== ASSIGNED TASK ==
Look through the material below and show every line with the word "Option".

== DATA FOR PROCESSING ==

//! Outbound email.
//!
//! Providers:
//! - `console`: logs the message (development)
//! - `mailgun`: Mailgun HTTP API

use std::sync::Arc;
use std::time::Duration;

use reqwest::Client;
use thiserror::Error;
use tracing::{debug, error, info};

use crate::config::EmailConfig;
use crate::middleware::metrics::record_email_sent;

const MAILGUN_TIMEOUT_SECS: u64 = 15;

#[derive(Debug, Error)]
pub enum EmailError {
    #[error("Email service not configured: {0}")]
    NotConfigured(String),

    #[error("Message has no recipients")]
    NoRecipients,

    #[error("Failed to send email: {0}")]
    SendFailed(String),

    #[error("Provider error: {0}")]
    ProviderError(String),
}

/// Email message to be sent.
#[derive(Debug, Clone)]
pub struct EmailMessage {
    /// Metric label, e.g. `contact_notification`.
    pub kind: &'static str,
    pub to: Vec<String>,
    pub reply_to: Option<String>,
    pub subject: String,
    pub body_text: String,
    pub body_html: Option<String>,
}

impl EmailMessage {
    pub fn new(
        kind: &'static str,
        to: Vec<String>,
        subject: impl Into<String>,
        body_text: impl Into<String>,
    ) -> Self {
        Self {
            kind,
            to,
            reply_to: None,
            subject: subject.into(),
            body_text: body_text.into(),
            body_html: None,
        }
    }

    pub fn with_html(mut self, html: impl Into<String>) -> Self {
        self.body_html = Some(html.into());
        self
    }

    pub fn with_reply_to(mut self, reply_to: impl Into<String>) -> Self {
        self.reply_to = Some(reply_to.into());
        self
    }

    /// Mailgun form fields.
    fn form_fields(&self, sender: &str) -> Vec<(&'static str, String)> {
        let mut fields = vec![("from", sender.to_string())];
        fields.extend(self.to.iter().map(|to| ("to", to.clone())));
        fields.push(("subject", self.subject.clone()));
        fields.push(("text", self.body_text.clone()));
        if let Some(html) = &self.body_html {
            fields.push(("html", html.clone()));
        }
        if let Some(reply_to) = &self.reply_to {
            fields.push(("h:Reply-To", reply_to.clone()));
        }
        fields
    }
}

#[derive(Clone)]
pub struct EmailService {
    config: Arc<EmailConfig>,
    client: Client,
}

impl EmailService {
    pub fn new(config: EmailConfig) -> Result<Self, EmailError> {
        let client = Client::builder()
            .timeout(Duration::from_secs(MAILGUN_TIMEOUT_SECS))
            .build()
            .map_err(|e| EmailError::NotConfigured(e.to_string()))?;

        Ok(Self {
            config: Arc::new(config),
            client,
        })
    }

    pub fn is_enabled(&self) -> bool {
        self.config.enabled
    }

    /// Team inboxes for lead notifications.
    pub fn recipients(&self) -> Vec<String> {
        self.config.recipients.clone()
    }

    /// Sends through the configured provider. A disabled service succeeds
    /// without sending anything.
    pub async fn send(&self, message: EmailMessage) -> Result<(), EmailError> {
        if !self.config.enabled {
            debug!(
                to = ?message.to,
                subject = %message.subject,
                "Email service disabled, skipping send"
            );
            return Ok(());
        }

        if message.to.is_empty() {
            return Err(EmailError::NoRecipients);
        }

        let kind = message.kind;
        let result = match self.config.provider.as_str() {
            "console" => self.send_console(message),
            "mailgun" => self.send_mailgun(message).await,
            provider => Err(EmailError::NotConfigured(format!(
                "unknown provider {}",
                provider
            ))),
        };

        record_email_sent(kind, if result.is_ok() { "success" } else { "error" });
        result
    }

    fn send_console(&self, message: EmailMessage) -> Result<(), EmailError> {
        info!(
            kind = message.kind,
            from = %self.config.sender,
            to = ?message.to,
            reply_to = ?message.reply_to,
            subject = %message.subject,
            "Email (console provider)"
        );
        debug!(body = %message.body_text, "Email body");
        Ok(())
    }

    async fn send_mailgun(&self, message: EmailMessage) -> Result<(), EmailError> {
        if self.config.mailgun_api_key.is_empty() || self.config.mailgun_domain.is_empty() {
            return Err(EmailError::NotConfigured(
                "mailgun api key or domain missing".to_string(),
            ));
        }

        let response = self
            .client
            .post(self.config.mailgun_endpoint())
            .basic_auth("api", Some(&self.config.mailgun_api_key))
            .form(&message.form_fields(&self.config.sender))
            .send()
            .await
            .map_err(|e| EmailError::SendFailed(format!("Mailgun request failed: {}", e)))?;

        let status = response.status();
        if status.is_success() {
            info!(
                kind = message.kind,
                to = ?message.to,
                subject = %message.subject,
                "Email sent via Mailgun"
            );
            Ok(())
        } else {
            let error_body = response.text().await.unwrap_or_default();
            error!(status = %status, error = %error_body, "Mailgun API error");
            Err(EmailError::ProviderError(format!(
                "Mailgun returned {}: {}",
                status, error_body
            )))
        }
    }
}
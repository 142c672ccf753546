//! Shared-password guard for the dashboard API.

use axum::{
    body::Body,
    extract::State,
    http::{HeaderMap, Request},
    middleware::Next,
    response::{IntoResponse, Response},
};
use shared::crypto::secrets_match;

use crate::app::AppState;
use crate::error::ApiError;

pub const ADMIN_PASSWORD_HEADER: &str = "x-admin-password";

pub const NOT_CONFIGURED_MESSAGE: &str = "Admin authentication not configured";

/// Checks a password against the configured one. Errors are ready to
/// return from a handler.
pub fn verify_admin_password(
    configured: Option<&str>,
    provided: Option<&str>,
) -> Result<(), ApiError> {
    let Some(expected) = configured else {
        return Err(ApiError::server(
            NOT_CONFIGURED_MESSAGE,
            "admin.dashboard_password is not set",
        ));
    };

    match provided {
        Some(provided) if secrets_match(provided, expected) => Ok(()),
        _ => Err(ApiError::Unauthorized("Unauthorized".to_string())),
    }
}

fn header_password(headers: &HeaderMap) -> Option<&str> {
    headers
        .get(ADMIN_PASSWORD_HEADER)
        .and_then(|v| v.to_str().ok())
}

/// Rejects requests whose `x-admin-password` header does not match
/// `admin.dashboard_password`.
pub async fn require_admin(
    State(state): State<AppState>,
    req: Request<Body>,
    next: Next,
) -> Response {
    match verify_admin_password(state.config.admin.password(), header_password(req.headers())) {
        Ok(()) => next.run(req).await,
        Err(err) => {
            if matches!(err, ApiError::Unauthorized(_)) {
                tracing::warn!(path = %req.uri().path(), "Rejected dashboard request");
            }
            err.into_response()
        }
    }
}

== SOLUTION TO THIS EXERCISE ==
    pub reply_to: Option<String>,
    pub body_html: Option<String>,
    configured: Option<&str>,
    provided: Option<&str>,
fn header_password(headers: &HeaderMap) -> Option<&str> {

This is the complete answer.